> **Problem to solve**
When a line below contains the string "HeadlessEngine", show that line.

> **Provided information**
- Opening Delimiter -
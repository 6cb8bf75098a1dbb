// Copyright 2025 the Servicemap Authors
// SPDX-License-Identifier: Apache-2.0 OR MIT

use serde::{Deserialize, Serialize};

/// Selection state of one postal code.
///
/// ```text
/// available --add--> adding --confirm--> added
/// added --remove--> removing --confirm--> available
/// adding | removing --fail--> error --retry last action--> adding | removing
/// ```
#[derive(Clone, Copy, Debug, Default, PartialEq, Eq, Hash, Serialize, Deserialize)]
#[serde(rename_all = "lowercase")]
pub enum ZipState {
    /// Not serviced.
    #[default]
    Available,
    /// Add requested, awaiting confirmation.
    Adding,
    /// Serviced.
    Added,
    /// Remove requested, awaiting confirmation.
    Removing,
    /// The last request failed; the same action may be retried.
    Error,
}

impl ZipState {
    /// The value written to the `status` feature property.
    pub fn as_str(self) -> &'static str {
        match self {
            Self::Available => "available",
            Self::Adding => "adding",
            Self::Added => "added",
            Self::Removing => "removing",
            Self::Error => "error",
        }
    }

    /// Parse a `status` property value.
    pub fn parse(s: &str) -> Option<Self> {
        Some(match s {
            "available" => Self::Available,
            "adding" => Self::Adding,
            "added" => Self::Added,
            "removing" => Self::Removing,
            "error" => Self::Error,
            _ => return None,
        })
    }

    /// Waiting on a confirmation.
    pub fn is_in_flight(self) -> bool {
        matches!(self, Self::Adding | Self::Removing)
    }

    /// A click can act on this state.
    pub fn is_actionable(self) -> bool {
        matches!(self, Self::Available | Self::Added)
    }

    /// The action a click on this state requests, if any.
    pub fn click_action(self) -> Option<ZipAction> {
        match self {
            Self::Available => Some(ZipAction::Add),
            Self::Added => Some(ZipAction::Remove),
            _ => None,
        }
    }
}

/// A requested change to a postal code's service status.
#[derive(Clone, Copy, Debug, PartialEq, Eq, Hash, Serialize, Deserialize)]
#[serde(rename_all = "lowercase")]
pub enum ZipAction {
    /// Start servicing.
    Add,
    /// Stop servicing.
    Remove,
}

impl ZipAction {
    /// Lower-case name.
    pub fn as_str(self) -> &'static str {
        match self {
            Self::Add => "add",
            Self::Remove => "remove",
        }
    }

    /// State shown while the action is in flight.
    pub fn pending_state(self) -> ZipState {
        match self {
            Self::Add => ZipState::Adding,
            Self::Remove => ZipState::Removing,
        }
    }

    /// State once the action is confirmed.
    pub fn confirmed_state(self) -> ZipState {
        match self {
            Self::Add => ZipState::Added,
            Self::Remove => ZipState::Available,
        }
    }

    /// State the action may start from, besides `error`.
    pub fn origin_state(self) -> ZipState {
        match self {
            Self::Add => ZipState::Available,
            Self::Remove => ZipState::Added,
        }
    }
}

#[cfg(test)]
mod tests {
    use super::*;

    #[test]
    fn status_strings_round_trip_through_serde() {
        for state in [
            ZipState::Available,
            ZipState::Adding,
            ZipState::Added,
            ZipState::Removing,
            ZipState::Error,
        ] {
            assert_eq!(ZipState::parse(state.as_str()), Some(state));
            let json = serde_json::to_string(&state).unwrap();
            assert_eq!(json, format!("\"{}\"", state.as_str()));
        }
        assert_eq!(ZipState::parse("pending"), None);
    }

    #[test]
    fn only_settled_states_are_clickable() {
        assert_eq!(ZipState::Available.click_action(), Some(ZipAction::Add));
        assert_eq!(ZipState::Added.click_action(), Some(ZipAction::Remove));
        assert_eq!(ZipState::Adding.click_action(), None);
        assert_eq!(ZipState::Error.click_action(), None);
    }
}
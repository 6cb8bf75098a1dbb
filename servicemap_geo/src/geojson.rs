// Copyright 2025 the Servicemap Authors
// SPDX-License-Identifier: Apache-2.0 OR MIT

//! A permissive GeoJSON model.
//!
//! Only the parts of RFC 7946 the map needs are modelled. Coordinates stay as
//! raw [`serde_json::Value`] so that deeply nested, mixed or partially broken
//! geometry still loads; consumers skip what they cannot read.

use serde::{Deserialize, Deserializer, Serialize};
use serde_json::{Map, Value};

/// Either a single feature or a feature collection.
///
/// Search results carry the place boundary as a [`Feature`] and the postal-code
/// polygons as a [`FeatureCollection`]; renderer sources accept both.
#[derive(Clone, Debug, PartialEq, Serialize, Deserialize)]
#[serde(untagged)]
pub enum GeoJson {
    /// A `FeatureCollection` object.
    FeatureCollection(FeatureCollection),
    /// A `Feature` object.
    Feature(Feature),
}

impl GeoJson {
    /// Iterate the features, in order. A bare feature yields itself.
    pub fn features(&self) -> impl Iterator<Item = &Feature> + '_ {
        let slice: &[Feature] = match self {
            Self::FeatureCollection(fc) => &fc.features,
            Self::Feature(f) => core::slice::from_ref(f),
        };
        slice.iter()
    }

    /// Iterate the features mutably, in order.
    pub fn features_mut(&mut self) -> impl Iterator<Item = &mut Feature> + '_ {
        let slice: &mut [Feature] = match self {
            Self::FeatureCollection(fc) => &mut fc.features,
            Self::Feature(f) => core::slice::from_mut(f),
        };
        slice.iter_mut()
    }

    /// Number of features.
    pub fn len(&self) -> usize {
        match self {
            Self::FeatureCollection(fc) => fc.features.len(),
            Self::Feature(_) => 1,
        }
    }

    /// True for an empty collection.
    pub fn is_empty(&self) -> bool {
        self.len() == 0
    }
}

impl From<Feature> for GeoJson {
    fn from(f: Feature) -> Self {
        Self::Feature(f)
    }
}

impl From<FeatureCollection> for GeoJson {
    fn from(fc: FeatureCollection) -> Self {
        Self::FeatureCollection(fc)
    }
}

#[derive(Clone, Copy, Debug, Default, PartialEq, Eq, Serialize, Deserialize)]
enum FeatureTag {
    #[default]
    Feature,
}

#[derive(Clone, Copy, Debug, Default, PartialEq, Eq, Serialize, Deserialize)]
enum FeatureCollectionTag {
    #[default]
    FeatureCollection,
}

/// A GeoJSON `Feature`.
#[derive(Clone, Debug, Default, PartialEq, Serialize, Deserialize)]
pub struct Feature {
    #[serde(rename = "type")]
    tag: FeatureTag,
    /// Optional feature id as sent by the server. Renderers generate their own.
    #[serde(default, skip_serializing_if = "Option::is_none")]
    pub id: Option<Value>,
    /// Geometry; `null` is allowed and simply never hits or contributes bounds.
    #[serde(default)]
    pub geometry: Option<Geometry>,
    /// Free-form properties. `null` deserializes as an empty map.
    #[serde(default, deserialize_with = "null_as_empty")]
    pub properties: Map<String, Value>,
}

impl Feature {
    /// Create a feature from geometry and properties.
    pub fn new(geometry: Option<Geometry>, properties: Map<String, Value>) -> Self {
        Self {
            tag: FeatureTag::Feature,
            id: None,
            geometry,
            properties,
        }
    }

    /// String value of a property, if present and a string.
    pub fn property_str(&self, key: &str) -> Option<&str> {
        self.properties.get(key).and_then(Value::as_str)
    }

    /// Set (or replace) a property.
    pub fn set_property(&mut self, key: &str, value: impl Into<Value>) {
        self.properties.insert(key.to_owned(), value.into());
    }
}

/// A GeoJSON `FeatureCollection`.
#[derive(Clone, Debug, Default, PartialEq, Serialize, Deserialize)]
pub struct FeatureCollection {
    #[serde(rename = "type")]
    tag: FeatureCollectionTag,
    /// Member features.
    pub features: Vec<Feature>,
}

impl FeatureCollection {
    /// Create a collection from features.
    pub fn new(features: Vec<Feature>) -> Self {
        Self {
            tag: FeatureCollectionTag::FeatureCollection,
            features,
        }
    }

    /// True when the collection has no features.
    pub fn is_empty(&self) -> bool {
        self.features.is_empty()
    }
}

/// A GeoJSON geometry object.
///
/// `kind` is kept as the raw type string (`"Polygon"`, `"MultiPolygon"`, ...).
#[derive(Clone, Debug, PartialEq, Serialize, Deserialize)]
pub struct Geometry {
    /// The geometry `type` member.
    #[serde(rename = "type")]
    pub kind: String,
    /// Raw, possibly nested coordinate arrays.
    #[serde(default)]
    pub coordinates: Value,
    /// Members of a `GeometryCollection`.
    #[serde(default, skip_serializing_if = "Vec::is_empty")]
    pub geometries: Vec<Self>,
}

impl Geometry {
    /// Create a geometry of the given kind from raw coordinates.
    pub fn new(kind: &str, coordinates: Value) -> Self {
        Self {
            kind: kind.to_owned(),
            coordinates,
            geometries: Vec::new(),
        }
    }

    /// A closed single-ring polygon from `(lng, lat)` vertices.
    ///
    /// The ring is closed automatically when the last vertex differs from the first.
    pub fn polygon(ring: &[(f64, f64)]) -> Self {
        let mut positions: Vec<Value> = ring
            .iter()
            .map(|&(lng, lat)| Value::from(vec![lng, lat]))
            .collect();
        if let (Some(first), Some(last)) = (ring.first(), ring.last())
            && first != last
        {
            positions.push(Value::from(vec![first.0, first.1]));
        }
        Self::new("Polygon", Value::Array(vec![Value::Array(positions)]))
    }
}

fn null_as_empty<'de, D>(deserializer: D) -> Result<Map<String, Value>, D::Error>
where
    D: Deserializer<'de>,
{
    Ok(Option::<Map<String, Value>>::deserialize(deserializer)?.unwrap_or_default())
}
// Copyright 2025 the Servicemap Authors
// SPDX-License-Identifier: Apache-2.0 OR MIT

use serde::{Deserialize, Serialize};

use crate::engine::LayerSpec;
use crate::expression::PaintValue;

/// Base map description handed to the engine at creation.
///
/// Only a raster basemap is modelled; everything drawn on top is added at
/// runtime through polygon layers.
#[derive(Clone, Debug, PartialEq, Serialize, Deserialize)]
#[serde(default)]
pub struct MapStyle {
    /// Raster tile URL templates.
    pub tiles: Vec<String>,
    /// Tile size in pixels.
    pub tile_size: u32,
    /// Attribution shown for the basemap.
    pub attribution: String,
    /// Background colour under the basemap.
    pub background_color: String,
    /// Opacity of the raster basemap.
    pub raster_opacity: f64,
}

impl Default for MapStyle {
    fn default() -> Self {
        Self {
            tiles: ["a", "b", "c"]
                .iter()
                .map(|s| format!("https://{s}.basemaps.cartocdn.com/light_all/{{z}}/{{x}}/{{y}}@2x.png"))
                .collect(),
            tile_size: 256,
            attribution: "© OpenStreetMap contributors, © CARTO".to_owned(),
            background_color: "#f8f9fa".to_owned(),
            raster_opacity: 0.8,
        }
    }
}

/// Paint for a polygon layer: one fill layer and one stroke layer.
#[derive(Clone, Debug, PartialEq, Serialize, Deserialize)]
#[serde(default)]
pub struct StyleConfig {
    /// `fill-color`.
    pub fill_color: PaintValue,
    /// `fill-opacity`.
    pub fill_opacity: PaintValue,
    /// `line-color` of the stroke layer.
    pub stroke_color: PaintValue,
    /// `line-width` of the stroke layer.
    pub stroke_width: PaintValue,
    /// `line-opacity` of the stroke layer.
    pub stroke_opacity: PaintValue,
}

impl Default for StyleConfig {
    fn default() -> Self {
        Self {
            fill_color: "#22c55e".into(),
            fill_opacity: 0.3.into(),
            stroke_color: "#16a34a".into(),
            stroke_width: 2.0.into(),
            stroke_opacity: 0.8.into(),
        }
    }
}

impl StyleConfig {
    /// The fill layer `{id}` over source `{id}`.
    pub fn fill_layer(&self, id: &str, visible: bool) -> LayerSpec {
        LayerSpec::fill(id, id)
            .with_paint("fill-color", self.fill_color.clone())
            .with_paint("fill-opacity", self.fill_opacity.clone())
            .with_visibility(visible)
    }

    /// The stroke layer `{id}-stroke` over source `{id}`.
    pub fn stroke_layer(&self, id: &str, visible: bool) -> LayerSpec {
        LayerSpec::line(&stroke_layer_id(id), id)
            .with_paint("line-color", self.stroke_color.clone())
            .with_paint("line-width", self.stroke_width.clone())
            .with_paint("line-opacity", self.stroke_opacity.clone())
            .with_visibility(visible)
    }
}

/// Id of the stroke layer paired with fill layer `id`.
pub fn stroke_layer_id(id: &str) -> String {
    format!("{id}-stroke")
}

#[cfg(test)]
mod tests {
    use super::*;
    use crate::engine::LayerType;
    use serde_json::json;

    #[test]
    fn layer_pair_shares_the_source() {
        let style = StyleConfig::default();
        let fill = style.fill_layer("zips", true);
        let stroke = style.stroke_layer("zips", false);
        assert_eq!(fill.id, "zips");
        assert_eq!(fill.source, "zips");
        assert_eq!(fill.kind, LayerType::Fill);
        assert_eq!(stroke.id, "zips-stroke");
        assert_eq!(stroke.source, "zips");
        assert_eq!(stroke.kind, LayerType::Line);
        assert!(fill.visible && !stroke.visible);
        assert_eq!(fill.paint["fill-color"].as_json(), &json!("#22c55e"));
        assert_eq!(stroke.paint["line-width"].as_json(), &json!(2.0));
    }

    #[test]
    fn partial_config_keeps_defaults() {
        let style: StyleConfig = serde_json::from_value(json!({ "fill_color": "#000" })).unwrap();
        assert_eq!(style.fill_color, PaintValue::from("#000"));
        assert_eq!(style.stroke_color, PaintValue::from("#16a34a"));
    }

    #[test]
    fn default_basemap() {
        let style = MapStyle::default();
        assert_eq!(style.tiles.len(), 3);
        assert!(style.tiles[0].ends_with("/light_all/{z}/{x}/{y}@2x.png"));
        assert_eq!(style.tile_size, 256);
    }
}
- Closing Delimiter -
- Opening Delimiter -
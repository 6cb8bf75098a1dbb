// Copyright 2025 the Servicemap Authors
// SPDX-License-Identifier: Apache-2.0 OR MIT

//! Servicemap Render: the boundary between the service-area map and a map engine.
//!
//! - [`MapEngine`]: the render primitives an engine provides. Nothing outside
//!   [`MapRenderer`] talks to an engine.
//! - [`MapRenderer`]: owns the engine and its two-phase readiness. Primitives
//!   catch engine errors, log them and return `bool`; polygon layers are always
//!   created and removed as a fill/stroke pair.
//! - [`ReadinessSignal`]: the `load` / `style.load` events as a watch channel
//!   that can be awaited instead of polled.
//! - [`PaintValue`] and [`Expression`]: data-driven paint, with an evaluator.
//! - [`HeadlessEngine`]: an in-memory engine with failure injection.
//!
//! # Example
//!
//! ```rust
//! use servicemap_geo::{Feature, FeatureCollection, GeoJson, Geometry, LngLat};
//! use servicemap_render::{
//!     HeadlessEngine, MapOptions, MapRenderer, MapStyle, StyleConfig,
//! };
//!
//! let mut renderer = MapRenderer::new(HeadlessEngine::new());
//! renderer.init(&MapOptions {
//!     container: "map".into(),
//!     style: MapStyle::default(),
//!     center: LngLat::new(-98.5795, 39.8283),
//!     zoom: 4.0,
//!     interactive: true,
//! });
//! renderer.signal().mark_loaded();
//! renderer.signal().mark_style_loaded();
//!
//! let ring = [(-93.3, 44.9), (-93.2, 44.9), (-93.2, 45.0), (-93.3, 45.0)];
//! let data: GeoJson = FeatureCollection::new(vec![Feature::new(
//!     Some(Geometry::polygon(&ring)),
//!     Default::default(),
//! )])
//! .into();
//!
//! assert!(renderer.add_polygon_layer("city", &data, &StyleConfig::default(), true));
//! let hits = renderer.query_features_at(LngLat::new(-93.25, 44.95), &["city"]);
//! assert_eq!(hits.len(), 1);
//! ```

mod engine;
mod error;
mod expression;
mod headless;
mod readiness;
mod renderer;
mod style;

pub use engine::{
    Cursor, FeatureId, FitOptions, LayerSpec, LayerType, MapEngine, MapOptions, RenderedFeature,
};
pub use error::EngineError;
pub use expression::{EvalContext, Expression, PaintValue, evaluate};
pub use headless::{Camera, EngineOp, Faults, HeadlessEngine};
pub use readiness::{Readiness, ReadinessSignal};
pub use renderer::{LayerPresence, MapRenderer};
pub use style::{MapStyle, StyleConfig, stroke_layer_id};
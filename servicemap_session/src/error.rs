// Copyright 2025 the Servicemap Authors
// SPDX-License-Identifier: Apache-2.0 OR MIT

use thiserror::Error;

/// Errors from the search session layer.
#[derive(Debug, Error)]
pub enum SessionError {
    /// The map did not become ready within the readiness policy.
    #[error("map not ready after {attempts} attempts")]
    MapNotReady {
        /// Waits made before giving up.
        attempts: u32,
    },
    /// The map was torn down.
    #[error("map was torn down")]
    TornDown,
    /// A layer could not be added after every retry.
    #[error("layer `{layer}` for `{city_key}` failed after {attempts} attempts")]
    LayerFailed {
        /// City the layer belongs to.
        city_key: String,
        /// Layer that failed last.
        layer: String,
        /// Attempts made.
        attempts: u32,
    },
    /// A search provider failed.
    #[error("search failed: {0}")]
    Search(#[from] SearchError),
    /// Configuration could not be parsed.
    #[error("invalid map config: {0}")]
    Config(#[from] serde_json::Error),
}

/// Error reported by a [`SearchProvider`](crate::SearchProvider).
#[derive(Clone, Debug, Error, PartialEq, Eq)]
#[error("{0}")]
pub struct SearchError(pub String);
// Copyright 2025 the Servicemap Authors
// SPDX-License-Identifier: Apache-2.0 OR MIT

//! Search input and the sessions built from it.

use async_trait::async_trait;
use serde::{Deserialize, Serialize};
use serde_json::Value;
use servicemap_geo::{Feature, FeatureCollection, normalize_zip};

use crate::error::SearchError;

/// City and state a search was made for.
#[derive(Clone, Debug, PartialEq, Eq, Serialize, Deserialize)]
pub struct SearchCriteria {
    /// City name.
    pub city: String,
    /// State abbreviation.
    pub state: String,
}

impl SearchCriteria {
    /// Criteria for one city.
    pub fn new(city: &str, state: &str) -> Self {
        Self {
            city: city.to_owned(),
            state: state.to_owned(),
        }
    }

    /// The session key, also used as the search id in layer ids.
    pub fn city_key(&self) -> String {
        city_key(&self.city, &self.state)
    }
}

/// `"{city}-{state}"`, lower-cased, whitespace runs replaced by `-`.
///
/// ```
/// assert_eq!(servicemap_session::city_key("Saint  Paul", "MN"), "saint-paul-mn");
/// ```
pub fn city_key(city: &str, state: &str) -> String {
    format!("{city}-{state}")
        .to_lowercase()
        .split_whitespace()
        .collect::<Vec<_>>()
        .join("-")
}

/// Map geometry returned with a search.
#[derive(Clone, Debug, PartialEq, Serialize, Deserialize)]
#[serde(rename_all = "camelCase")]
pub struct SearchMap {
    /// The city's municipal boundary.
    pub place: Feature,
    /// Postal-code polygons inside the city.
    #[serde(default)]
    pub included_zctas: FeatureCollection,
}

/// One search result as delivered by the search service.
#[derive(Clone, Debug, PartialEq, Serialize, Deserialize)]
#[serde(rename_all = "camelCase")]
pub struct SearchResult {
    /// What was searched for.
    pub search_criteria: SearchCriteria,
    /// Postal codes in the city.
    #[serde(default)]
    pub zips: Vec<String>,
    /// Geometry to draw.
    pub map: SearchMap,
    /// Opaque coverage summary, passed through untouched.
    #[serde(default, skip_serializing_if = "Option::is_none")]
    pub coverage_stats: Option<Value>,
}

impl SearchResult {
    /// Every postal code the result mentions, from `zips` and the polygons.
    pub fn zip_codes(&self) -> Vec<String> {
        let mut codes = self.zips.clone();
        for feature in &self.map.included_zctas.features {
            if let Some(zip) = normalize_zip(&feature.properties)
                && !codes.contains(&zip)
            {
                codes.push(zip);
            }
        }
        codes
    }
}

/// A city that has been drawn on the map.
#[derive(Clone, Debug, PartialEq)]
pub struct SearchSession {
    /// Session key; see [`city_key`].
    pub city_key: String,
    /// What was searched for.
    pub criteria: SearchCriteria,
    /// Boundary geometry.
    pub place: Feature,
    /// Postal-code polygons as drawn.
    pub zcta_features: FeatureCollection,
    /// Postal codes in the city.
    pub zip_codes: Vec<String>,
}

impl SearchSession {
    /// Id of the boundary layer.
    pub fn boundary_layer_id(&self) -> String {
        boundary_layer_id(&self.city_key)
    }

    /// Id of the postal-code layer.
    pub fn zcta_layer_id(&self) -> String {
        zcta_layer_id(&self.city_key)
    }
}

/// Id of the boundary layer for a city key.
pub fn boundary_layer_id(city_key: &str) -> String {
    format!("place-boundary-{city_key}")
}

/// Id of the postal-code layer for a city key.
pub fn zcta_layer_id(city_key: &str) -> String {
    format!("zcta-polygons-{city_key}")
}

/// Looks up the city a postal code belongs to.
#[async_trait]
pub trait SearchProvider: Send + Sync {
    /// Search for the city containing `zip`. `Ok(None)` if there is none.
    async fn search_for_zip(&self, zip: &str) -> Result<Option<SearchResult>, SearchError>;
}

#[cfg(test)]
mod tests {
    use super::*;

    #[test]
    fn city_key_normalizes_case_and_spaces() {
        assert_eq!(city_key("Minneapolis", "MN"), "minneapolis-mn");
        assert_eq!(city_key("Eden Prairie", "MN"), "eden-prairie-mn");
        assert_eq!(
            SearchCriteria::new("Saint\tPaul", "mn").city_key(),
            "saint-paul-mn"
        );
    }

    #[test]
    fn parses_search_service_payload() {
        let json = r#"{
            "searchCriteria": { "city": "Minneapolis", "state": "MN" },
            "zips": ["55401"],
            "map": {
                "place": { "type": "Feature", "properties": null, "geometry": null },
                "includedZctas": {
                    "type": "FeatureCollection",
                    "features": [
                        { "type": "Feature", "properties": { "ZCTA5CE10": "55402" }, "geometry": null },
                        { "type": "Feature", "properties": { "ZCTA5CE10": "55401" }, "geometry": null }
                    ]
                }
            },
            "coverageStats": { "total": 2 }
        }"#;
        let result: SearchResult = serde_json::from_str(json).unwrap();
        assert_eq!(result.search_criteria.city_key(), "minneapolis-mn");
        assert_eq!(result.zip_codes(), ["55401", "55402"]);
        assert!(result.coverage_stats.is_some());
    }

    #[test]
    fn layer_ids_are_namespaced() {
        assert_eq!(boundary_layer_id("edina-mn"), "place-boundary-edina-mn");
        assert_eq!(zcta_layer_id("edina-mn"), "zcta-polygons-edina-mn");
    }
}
- Closing Delimiter -
- Opening Delimiter -
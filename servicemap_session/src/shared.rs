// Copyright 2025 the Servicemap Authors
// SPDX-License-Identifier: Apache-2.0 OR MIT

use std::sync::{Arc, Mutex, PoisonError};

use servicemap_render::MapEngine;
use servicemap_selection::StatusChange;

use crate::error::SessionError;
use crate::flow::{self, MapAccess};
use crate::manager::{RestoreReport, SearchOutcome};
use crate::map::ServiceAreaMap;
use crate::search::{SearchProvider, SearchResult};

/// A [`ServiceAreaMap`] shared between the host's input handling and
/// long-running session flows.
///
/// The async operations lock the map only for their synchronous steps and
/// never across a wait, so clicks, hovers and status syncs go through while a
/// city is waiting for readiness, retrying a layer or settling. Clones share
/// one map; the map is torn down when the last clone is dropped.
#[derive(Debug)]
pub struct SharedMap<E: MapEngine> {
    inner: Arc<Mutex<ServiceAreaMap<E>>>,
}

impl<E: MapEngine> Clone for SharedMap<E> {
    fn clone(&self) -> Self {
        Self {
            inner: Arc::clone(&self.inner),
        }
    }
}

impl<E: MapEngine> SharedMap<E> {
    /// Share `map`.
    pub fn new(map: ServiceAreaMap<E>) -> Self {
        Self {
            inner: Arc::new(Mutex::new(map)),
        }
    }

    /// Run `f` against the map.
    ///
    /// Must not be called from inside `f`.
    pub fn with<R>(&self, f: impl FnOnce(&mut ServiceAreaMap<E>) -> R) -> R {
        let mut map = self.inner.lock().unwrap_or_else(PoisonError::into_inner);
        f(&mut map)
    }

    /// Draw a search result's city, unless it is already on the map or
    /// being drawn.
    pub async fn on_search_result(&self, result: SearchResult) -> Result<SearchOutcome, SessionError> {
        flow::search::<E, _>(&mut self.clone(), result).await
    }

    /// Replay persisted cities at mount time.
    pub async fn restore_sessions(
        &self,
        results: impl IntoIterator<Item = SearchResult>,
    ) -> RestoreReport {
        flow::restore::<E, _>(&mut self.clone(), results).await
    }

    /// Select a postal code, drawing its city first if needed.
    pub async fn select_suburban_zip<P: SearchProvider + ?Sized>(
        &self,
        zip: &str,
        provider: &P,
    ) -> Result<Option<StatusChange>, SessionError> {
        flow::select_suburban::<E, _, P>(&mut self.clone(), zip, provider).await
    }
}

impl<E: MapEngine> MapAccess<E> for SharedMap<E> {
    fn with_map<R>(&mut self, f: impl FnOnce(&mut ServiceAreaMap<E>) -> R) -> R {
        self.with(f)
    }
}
- Closing Delimiter -
> **Problem solution**
//! - [`HeadlessEngine`]: an in-memory engine with failure injection.
//!     HeadlessEngine, MapOptions, MapRenderer, MapStyle, StyleConfig,
//! let mut renderer = MapRenderer::new(HeadlessEngine::new());
pub use headless::{Camera, EngineOp, Faults, HeadlessEngine};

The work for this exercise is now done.